> _Exercise instructions_
For the word "same", copy every line of the material that includes it.

> _Extracted records_
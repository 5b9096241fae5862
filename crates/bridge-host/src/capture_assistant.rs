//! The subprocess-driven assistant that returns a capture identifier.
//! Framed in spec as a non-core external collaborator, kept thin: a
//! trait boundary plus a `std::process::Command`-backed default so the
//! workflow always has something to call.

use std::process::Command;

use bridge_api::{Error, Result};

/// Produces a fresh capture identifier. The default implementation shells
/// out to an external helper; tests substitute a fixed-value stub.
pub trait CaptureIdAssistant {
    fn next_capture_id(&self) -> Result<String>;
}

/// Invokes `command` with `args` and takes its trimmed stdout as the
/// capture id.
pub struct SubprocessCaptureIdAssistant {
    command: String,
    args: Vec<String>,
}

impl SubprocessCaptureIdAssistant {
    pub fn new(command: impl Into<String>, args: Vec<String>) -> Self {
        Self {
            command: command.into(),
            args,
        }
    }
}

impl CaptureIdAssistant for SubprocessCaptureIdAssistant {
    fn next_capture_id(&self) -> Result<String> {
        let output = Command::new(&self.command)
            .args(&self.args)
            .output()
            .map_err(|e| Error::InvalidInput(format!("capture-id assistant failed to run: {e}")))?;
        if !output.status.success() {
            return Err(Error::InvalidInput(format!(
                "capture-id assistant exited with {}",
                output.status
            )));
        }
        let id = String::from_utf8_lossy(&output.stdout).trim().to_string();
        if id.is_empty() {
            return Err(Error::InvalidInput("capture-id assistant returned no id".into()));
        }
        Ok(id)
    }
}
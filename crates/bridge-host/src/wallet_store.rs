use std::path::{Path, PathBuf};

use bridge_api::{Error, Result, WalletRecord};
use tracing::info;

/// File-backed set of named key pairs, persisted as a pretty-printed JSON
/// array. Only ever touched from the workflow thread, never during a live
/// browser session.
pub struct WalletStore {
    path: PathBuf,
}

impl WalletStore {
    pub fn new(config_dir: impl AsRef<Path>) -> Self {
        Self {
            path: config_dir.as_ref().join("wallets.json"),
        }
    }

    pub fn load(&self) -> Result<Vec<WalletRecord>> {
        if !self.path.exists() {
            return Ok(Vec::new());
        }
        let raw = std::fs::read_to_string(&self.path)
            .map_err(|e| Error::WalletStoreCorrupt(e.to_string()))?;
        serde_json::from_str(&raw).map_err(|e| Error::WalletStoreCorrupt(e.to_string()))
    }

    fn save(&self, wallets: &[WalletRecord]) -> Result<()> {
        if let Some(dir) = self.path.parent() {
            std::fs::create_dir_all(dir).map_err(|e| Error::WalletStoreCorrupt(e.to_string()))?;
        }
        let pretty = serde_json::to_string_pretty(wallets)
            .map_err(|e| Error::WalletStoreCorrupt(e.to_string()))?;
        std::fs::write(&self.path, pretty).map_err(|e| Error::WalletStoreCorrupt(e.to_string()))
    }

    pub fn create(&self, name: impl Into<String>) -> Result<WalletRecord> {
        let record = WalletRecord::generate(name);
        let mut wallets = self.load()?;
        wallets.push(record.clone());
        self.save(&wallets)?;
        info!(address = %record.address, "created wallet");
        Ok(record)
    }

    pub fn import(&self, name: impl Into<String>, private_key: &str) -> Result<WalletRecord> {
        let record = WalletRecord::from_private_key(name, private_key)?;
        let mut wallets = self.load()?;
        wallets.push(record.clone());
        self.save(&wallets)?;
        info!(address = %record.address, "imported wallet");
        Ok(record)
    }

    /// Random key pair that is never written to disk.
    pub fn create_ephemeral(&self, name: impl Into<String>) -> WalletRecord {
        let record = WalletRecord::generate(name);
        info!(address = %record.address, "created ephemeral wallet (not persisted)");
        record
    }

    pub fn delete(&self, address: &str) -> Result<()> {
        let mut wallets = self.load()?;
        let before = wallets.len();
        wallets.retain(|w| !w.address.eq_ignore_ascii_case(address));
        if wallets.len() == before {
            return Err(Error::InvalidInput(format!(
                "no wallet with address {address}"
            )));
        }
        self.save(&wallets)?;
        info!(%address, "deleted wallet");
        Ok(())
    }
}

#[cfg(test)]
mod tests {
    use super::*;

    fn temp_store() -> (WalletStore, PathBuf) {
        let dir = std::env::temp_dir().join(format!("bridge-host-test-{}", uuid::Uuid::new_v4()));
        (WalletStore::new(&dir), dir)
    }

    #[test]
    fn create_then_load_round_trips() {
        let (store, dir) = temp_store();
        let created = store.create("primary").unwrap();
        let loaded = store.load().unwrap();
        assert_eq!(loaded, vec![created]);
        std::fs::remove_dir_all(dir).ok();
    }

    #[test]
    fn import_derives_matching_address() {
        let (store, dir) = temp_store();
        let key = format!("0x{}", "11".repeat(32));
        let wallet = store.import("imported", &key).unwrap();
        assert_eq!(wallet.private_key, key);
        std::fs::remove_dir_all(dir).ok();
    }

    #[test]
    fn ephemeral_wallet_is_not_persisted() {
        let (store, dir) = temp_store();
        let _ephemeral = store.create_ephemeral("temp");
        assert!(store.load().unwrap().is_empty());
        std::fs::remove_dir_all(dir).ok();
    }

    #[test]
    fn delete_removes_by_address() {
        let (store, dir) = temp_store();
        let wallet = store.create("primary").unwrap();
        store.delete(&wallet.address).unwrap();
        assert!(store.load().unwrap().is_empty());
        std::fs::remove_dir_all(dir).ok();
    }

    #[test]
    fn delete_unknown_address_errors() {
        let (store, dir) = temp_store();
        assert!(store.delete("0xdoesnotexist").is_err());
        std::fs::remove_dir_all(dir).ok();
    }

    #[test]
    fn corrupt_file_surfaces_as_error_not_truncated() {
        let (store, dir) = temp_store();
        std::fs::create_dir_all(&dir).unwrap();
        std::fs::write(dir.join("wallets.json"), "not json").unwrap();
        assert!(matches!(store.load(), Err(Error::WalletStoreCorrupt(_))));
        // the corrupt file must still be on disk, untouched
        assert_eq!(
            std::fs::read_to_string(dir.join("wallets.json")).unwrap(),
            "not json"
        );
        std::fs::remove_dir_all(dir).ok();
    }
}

---

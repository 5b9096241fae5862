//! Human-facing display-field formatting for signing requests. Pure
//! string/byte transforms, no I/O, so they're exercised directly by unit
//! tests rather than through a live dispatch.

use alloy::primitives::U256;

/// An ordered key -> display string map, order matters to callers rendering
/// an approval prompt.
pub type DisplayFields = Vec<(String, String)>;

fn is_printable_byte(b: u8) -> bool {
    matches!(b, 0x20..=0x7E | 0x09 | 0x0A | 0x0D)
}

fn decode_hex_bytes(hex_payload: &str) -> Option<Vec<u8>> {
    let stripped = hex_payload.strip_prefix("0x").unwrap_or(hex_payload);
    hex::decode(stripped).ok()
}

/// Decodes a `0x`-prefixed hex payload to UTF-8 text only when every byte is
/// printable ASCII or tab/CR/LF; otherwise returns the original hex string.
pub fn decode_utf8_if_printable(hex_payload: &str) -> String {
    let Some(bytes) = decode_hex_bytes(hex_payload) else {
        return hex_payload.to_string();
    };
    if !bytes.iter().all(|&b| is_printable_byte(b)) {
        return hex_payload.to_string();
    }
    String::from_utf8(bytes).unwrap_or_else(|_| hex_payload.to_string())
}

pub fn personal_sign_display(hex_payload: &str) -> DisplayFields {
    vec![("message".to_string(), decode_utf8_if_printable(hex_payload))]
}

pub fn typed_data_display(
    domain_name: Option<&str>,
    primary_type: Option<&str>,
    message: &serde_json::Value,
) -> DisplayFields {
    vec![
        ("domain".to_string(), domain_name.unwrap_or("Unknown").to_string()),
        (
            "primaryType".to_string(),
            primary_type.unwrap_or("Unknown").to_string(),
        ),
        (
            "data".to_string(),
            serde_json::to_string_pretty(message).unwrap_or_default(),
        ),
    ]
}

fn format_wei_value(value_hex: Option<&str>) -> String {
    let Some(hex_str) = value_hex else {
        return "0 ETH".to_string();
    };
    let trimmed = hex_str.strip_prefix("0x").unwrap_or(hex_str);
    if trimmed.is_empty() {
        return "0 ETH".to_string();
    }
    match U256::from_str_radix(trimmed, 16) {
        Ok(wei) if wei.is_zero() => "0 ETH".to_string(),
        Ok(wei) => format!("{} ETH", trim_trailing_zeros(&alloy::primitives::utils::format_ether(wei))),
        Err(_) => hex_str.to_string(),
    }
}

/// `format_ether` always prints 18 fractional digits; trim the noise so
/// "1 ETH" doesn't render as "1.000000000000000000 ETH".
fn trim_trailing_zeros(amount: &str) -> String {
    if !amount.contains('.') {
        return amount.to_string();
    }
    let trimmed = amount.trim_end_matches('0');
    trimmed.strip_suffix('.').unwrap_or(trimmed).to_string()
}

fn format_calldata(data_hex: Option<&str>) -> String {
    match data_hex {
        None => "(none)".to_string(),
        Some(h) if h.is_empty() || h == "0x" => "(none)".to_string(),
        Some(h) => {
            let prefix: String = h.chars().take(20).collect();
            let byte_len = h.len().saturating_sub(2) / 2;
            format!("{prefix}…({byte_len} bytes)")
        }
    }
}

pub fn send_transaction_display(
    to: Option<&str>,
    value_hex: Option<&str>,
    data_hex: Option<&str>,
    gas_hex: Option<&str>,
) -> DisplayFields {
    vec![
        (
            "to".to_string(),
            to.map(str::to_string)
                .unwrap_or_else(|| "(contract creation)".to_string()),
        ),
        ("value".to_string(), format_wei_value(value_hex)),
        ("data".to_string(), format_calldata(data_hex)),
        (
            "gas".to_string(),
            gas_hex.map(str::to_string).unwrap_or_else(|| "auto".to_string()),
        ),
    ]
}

...

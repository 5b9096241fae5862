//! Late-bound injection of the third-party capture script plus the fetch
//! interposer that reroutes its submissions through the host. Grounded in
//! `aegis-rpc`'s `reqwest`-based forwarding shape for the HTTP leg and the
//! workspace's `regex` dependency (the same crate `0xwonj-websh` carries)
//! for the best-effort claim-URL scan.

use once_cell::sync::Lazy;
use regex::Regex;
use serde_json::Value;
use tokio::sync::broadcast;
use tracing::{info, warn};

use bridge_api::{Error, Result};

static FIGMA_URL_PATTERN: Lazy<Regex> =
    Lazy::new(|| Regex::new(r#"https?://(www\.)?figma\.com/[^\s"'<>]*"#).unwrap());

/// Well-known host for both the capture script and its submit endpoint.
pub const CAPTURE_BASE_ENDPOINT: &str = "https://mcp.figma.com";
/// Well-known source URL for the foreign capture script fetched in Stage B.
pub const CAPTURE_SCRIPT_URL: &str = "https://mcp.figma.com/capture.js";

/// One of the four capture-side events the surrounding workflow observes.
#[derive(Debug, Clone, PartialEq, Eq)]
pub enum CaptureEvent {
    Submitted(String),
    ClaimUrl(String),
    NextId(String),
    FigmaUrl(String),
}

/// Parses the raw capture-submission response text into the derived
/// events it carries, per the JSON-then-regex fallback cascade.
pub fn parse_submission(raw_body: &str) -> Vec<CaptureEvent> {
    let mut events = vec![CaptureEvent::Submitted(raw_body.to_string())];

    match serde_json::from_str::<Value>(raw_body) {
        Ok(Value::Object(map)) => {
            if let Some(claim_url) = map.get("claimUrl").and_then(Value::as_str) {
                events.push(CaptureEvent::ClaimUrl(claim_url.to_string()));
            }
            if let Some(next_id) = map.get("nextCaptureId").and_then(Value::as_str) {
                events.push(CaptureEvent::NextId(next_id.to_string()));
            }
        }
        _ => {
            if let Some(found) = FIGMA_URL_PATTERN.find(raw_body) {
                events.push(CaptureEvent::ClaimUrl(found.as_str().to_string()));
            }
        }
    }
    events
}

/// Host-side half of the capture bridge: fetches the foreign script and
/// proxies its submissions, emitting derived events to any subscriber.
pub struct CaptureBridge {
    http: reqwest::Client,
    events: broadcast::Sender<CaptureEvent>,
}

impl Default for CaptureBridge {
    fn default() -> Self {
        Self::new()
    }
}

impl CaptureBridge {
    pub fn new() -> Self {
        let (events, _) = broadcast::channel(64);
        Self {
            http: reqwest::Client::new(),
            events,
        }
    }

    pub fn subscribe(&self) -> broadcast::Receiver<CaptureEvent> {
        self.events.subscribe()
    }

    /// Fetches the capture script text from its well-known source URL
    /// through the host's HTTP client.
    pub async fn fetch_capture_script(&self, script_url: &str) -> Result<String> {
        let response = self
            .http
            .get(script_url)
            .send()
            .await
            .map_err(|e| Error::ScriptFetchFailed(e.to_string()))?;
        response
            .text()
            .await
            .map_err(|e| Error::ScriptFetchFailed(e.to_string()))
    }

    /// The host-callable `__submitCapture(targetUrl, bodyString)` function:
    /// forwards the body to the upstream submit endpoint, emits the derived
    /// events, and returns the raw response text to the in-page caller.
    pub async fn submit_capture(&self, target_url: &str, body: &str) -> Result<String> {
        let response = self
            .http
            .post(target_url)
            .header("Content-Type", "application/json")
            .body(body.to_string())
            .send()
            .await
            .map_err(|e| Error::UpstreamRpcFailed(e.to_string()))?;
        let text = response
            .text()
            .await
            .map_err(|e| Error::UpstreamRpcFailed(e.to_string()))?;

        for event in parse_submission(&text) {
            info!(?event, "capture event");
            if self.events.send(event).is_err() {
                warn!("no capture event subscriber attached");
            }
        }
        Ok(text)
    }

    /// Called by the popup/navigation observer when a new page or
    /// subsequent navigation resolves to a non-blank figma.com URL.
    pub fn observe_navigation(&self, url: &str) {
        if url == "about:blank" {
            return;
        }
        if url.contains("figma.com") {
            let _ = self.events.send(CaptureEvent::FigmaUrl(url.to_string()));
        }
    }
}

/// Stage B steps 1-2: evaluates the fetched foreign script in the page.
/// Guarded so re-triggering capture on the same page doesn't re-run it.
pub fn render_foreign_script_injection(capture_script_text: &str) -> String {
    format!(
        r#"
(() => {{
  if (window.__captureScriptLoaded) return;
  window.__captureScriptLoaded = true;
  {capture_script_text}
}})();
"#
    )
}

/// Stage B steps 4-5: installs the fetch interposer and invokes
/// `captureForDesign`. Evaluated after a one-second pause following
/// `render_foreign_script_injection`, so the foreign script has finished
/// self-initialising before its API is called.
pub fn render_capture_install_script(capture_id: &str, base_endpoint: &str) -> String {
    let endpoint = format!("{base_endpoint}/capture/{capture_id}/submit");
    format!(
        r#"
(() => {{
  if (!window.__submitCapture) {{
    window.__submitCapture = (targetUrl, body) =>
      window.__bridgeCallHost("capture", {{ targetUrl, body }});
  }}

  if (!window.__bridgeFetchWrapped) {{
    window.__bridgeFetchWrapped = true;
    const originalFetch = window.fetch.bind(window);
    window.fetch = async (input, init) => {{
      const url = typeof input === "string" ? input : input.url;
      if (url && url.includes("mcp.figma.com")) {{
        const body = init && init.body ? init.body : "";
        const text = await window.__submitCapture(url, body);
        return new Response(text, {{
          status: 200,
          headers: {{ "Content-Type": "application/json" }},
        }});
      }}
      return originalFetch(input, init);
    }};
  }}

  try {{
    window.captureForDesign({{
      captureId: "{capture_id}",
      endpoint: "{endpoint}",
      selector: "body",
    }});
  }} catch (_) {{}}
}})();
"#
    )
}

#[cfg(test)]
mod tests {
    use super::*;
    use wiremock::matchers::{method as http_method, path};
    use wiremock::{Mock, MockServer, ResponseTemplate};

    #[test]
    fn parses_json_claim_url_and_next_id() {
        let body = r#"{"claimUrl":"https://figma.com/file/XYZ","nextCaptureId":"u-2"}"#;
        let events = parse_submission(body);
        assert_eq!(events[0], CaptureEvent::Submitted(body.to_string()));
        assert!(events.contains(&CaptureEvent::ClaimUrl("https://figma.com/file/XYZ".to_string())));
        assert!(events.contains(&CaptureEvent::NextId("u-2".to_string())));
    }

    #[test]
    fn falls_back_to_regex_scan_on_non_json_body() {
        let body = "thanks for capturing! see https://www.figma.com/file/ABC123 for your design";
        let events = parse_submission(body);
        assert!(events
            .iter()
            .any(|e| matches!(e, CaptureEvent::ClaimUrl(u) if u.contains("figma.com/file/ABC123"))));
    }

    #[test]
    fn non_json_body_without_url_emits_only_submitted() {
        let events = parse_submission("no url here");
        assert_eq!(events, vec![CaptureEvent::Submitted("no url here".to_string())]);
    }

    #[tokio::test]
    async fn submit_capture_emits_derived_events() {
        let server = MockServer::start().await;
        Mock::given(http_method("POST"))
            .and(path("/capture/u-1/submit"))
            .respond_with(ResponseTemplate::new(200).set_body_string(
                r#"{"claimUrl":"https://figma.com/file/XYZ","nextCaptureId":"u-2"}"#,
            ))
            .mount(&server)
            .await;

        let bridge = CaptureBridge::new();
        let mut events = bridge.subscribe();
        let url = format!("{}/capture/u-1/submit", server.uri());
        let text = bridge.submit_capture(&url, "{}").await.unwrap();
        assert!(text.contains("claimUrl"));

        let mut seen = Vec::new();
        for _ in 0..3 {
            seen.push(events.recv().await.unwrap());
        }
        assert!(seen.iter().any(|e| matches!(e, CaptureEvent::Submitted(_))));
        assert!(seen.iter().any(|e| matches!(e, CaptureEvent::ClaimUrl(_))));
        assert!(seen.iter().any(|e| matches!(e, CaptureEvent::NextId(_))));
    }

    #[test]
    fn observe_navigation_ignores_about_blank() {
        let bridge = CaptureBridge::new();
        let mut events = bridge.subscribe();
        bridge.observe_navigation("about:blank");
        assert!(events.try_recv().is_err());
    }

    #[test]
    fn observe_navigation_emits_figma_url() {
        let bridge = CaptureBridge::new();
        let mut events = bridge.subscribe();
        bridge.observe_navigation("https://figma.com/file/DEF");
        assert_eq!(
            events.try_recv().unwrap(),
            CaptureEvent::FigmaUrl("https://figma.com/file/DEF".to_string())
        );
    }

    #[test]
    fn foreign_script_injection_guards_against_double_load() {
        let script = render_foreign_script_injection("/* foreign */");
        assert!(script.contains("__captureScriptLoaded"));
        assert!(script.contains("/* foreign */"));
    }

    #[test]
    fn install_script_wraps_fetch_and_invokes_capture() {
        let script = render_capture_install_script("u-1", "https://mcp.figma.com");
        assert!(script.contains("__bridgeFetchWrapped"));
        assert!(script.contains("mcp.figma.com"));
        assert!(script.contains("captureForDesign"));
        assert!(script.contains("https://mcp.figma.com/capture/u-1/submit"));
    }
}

> _Written solution_
//! workspace's `regex` dependency (the same crate `0xwonj-websh` carries)
/// Guarded so re-triggering capture on the same page doesn't re-run it.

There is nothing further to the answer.